Your objective:
Scan the records beneath this line for the line holding "assert_eq!(dist.total_occurrences(), 30);" and the line holding "let a = run_trials(25, &mut", then transcribe exactly those two and all lines between.

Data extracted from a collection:
________________________________________
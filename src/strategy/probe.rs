//! Directional probing shared by the hunt and probability strategies.
//!
//! After a hit the strategy walks outward from the hit cell along one axis
//! direction at a time, firing at each consecutive cell until it misses or
//! runs off the board.

use log::trace;

use crate::{
    common::{GridError, GuessResult},
    config::{CellSet, GRID_SIZE},
    game::Game,
};

/// Axis directions, in the order used for tie-breaks.
#[derive(Debug, Clone, Copy, PartialEq, Eq)]
pub enum Direction {
    Right,
    Down,
    Left,
    Up,
}

impl Direction {
    pub const ALL: [Direction; 4] = [
        Direction::Right,
        Direction::Down,
        Direction::Left,
        Direction::Up,
    ];

    /// The adjacent cell in this direction, or `None` at the board edge.
    pub fn neighbor(self, (row, col): (usize, usize)) -> Option<(usize, usize)> {
        match self {
            Direction::Right if col + 1 < GRID_SIZE => Some((row, col + 1)),
            Direction::Down if row + 1 < GRID_SIZE => Some((row + 1, col)),
            Direction::Left if col > 0 => Some((row, col - 1)),
            Direction::Up if row > 0 => Some((row - 1, col)),
            _ => None,
        }
    }
}

/// Shots fired by a strategy during one game, and which of them hit.
#[derive(Debug, Default, Clone, Copy, PartialEq, Eq)]
pub struct ShotLog {
    pub shots: CellSet,
    pub hits: CellSet,
}

impl ShotLog {
    pub fn new() -> Self {
        Self::default()
    }

    /// Record the outcome of a shot at `(row, col)`.
    pub fn record(&mut self, row: usize, col: usize, result: GuessResult) -> Result<(), GridError> {
        self.shots.insert(row, col)?;
        if result.is_hit() {
            self.hits.insert(row, col)?;
        }
        Ok(())
    }

    pub fn fired(&self, row: usize, col: usize) -> bool {
        self.shots.contains(row, col)
    }

    /// Cells known to be empty: fired at without a hit.
    pub fn misses(&self) -> CellSet {
        self.shots - self.hits
    }
}

/// Fire consecutively from `origin` in `direction` until a miss or the
/// board edge. Cells already fired at are fired again and end the ray as a
/// miss. Returns the number of shots taken.
pub fn fire_ray(
    game: &mut Game,
    log: &mut ShotLog,
    origin: (usize, usize),
    direction: Direction,
) -> Result<usize, GridError> {
    let mut taken = 0;
    let mut next = direction.neighbor(origin);
    while let Some((row, col)) = next {
        taken += 1;
        let result = game.fire(row, col)?;
        log.record(row, col, result)?;
        if !result.is_hit() {
            break;
        }
        next = direction.neighbor((row, col));
    }
    trace!("probe {:?} from {:?} took {} shots", direction, origin, taken);
    Ok(taken)
}
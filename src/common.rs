//! Shared error and shot outcome types.

use crate::bitboard::BitBoardError;
use crate::ship::Orientation;

/// Outcome of firing at a single cell.
#[derive(Debug, Clone, Copy, PartialEq, Eq)]
#[cfg_attr(feature = "std", derive(serde::Serialize, serde::Deserialize))]
pub enum GuessResult {
    /// The cell held a segment of the ship with this identifier.
    Hit(u8),
    /// The cell was empty, or its segment had already been destroyed.
    Miss,
}

impl GuessResult {
    /// Identifier of the ship that was hit, or `0` for a miss.
    pub fn ship_id(self) -> u8 {
        match self {
            GuessResult::Hit(id) => id,
            GuessResult::Miss => 0,
        }
    }

    pub fn is_hit(self) -> bool {
        matches!(self, GuessResult::Hit(_))
    }
}

/// Errors returned by grid, game and simulation operations.
#[derive(Debug, Clone, PartialEq, Eq)]
pub enum GridError {
    /// Coordinate lies outside the board.
    OutOfBounds { row: usize, col: usize },
    /// Ship identifier is not part of the catalog.
    UnknownShip(u8),
    /// Placement leaves the board or overlaps an occupied cell.
    IllegalPlacement {
        ship: u8,
        row: usize,
        col: usize,
        orientation: Orientation,
    },
    /// Capped random placement gave up.
    PlacementExhausted { ship: u8, attempts: usize },
    /// A simulation was asked to run zero trials.
    NoTrials,
}

impl From<BitBoardError> for GridError {
    fn from(err: BitBoardError) -> Self {
        let BitBoardError::IndexOutOfBounds { row, col } = err;
        GridError::OutOfBounds { row, col }
    }
}

impl core::fmt::Display for GridError {
    fn fmt(&self, f: &mut core::fmt::Formatter<'_>) -> core::fmt::Result {
        match self {
            GridError::OutOfBounds { row, col } => {
                write!(f, "coordinate ({}, {}) is out of bounds", row, col)
            }
            GridError::UnknownShip(id) => write!(f, "unknown ship identifier {}", id),
            GridError::IllegalPlacement {
                ship,
                row,
                col,
                orientation,
            } => write!(
                f,
                "ship {} cannot be placed at ({}, {}) {:?}",
                ship, row, col, orientation
            ),
            GridError::PlacementExhausted { ship, attempts } => write!(
                f,
                "no legal placement found for ship {} after {} attempts",
                ship, attempts
            ),
            GridError::NoTrials => write!(f, "number of trials must be positive"),
        }
    }
}

#[cfg(feature = "std")]
impl std::error::Error for GridError {}
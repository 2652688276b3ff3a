use fleet_odds::{BitBoardError, CellSet, GridError};

#[test]
fn test_insert_contains() {
    let mut set = CellSet::new();
    assert!(set.is_empty());
    assert!(set.insert(1, 1).unwrap());
    assert!(!set.insert(1, 1).unwrap());
    assert!(set.contains(1, 1));
    assert!(!set.contains(10, 1));
    assert_eq!(set.len(), 1);
    assert_eq!(
        set.insert(0, 10).unwrap_err(),
        BitBoardError::IndexOutOfBounds { row: 0, col: 10 }
    );
    assert_eq!(set.len(), 1);
}

#[test]
fn test_out_of_bounds_maps_to_grid_error() {
    let err: GridError = CellSet::from_cells([(2, 3), (11, 4)]).unwrap_err().into();
    assert_eq!(err, GridError::OutOfBounds { row: 11, col: 4 });
}

#[test]
fn test_set_algebra() {
    let a = CellSet::from_cells([(0, 0), (0, 1), (5, 5)]).unwrap();
    let b = CellSet::from_cells([(0, 1), (9, 9)]).unwrap();
    assert!(a.intersects(&b));
    assert_eq!((a & b).iter().collect::<Vec<_>>(), vec![(0, 1)]);
    assert_eq!((a - b).iter().collect::<Vec<_>>(), vec![(0, 0), (5, 5)]);
    assert_eq!((a | b).len(), 4);
    assert!(!(a - b).intersects(&b));
}

#[test]
fn test_full_board() {
    let mut set = CellSet::new();
    for r in 0..10 {
        for c in 0..10 {
            set.insert(r, c).unwrap();
        }
    }
    assert!(set.is_full());
    assert_eq!(set.len(), 100);
}
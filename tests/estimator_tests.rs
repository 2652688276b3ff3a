use fleet_odds::{
    estimate_distribution, run_trials, Distribution, DistributionSink, GridError, HuntStrategy,
    RandomStrategy, StrategyKind,
};
use rand::rngs::SmallRng;
use rand::SeedableRng;

#[derive(Default)]
struct Capture {
    calls: Vec<(String, Distribution)>,
}

impl DistributionSink for Capture {
    fn render(&mut self, strategy: &str, distribution: &Distribution) {
        self.calls.push((strategy.to_string(), distribution.clone()));
    }
}

#[test]
fn test_frequencies_sum_to_trials() {
    for kind in StrategyKind::ALL {
        let mut rng = SmallRng::seed_from_u64(4);
        let mut strategy = kind.build();
        let dist = run_trials(40, strategy.as_mut(), &mut rng).unwrap();
        assert_eq!(dist.trials(), 40);
        assert_eq!(dist.total_occurrences(), 40);
    }
}

#[test]
fn test_estimate_reports_mean_and_calls_sink() {
    let mut sink = Capture::default();
    let mut rng = SmallRng::seed_from_u64(9);
    let mean = estimate_distribution(30, &mut HuntStrategy, &mut rng, &mut sink).unwrap();

    assert_eq!(sink.calls.len(), 1);
    let (name, dist) = &sink.calls[0];
    assert_eq!(name, "hunt");
    assert_eq!(dist.total_occurrences(), 30);
    assert_eq!(mean, dist.mean());
}

#[test]
fn test_same_seed_same_distribution() {
    let a = run_trials(25, &mut RandomStrategy, &mut SmallRng::seed_from_u64(12)).unwrap();
    let b = run_trials(25, &mut RandomStrategy, &mut SmallRng::seed_from_u64(12)).unwrap();
    assert_eq!(a, b);
}

#[test]
fn test_zero_trials_is_an_error() {
    let mut rng = SmallRng::seed_from_u64(0);
    assert_eq!(
        run_trials(0, &mut RandomStrategy, &mut rng).unwrap_err(),
        GridError::NoTrials
    );
}

#[test]
fn test_distribution_statistics() {
    let mut dist = Distribution::new();
    assert_eq!(dist.mean(), 0.0);
    assert_eq!(dist.min(), None);
    for shots in [40, 60, 60, 80] {
        dist.record(shots);
    }
    assert_eq!(dist.trials(), 4);
    assert_eq!(dist.frequencies().get(&60), Some(&2));
    assert_eq!(dist.mean(), 60.0);
    assert!((dist.std_dev() - 200f64.sqrt()).abs() < 1e-9);
    assert_eq!(dist.min(), Some(40));
    assert_eq!(dist.max(), Some(80));
}

#[test]
fn test_histogram_lists_every_count() {
    let mut dist = Distribution::new();
    for shots in [50, 50, 70] {
        dist.record(shots);
    }
    let text = fleet_odds::render_histogram("random", &dist);
    assert!(text.contains("random over 3 simulations"));
    assert!(text.lines().any(|l| l.trim_start().starts_with("50 |")));
    assert!(text.lines().any(|l| l.trim_start().starts_with("70 |")));
    assert!(text.ends_with("mean 56.67, std dev 9.43"));
}
use std::process::Command;

fn run(args: &[&str]) -> (bool, String) {
    let output = Command::new(env!("CARGO_BIN_EXE_fleet-odds"))
        .args(args)
        .output()
        .expect("failed to run fleet-odds binary");
    let stdout = String::from_utf8(output.stdout).expect("non utf8 output");
    (output.status.success(), stdout)
}

#[test]
fn count_fleet_names_ships_in_order() {
    let (ok, stdout) = run(&["count-fleet", "1", "2"]);
    assert!(ok);
    assert_eq!(stdout.trim(), "Placements for Destroyer, Submarine: 27336");
}

#[test]
fn count_ship_prints_carrier_placements() {
    let (ok, stdout) = run(&["count-ship", "5"]);
    assert!(ok);
    assert_eq!(stdout.trim(), "Placements for ship 5: 120");
}

#[test]
fn count_fleet_rejects_unknown_ship() {
    let (ok, _) = run(&["count-fleet", "1", "6"]);
    assert!(!ok);
}
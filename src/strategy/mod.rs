//! Targeting strategies.
//!
//! Every strategy plays one full game: it keeps firing through
//! [`Game::fire`] until [`Game::is_won`] and reports how many shots that took.
//! - [`RandomStrategy`]: uniform random shots at unfired cells
//! - [`HuntStrategy`]: random hunting, then probing outward from each hit
//! - [`ProbabilityStrategy`]: fires at the cell covered by the most legal
//!   ship placements, then probes outward from each hit

use alloc::boxed::Box;

use rand::{rngs::SmallRng, Rng};

use crate::{
    common::GridError,
    config::{CellSet, GRID_SIZE},
    game::Game,
};

pub mod hunt;
pub mod probability;
pub mod probe;
pub mod random;

pub use hunt::HuntStrategy;
pub use probability::{best_cell, probability_map, ProbabilityMap, ProbabilityStrategy};
pub use probe::{Direction, ShotLog};
pub use random::RandomStrategy;

/// A way of sinking a whole fleet.
pub trait Strategy {
    /// Short identifier used in reports.
    fn name(&self) -> &'static str;

    /// Play `game` until it is won and return the number of shots fired.
    /// Shot bookkeeping is local to this call.
    fn play(&mut self, game: &mut Game, rng: &mut SmallRng) -> Result<usize, GridError>;
}

/// Selector for the built-in strategies.
#[derive(Debug, Clone, Copy, PartialEq, Eq, Hash)]
#[cfg_attr(feature = "std", derive(clap::ValueEnum, serde::Serialize, serde::Deserialize))]
#[cfg_attr(feature = "std", serde(rename_all = "lowercase"))]
pub enum StrategyKind {
    Random,
    Hunt,
    Probability,
}

impl StrategyKind {
    pub const ALL: [StrategyKind; 3] = [
        StrategyKind::Random,
        StrategyKind::Hunt,
        StrategyKind::Probability,
    ];

    pub fn name(self) -> &'static str {
        match self {
            StrategyKind::Random => RandomStrategy.name(),
            StrategyKind::Hunt => HuntStrategy.name(),
            StrategyKind::Probability => ProbabilityStrategy.name(),
        }
    }

    pub fn build(self) -> Box<dyn Strategy> {
        match self {
            StrategyKind::Random => Box::new(RandomStrategy),
            StrategyKind::Hunt => Box::new(HuntStrategy),
            StrategyKind::Probability => Box::new(ProbabilityStrategy),
        }
    }
}

/// Draw uniformly random cells until one outside `shots` comes up.
/// Returns `None` only when every cell has been fired at.
pub(crate) fn random_unfired<R: Rng + ?Sized>(
    rng: &mut R,
    shots: &CellSet,
) -> Option<(usize, usize)> {
    if shots.is_full() {
        return None;
    }
    loop {
        let row = rng.random_range(0..GRID_SIZE);
        let col = rng.random_range(0..GRID_SIZE);
        if !shots.contains(row, col) {
            return Some((row, col));
        }
    }
}
//! Monte Carlo estimation of how many shots a strategy needs.

use alloc::collections::BTreeMap;

use log::{debug, info};
use rand::rngs::SmallRng;

use crate::{common::GridError, game::Game, strategy::Strategy};

/// Frequency table of shot counts over a batch of trials.
#[derive(Debug, Clone, Default, PartialEq, Eq)]
#[cfg_attr(feature = "std", derive(serde::Serialize, serde::Deserialize))]
pub struct Distribution {
    frequencies: BTreeMap<usize, usize>,
    trials: usize,
}

impl Distribution {
    pub fn new() -> Self {
        Self::default()
    }

    /// Add one trial that took `shots` shots.
    pub fn record(&mut self, shots: usize) {
        *self.frequencies.entry(shots).or_insert(0) += 1;
        self.trials += 1;
    }

    /// Shot count to number of trials that needed exactly that many shots.
    pub fn frequencies(&self) -> &BTreeMap<usize, usize> {
        &self.frequencies
    }

    pub fn trials(&self) -> usize {
        self.trials
    }

    /// Sum of all frequencies; equals [`Distribution::trials`].
    pub fn total_occurrences(&self) -> usize {
        self.frequencies.values().sum()
    }

    /// Sample mean of the shot counts, `0.0` when empty.
    pub fn mean(&self) -> f64 {
        if self.trials == 0 {
            return 0.0;
        }
        let sum: usize = self.frequencies.iter().map(|(shots, n)| shots * n).sum();
        sum as f64 / self.trials as f64
    }

    /// Population standard deviation of the shot counts.
    pub fn std_dev(&self) -> f64 {
        if self.trials == 0 {
            return 0.0;
        }
        let mean = self.mean();
        let variance = self
            .frequencies
            .iter()
            .map(|(&shots, &n)| {
                let d = shots as f64 - mean;
                n as f64 * d * d
            })
            .sum::<f64>()
            / self.trials as f64;
        libm::sqrt(variance)
    }

    pub fn min(&self) -> Option<usize> {
        self.frequencies.keys().next().copied()
    }

    pub fn max(&self) -> Option<usize> {
        self.frequencies.keys().next_back().copied()
    }
}

/// Receives the finished frequency table, e.g. to draw a histogram.
pub trait DistributionSink {
    fn render(&mut self, strategy: &str, distribution: &Distribution);
}

/// Sink that discards the table.
#[derive(Debug, Default, Clone, Copy)]
pub struct Silent;

impl DistributionSink for Silent {
    fn render(&mut self, _strategy: &str, _distribution: &Distribution) {}
}

/// Play `trials` independent games with `strategy`, resetting a single
/// game instance to a new random fleet after each one.
pub fn run_trials(
    trials: usize,
    strategy: &mut dyn Strategy,
    rng: &mut SmallRng,
) -> Result<Distribution, GridError> {
    if trials == 0 {
        return Err(GridError::NoTrials);
    }
    let mut game = Game::new(rng)?;
    let mut distribution = Distribution::new();
    for trial in 0..trials {
        let shots = strategy.play(&mut game, rng)?;
        debug!("{} trial {}: {} shots", strategy.name(), trial, shots);
        distribution.record(shots);
        game.reset(rng)?;
    }
    Ok(distribution)
}

/// Run `trials` games, hand the frequency table to `sink` and return the
/// mean number of shots.
pub fn estimate_distribution(
    trials: usize,
    strategy: &mut dyn Strategy,
    rng: &mut SmallRng,
    sink: &mut dyn DistributionSink,
) -> Result<f64, GridError> {
    let distribution = run_trials(trials, strategy, rng)?;
    sink.render(strategy.name(), &distribution);
    let mean = distribution.mean();
    info!(
        "{}: mean {:.2} shots over {} trials",
        strategy.name(),
        mean,
        trials
    );
    Ok(mean)
}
________________________________________
Answer:
    assert_eq!(dist.total_occurrences(), 30);
    assert_eq!(mean, dist.mean());
}

#[test]
fn test_same_seed_same_distribution() {
    let a = run_trials(25, &mut RandomStrategy, &mut SmallRng::seed_from_u64(12)).unwrap();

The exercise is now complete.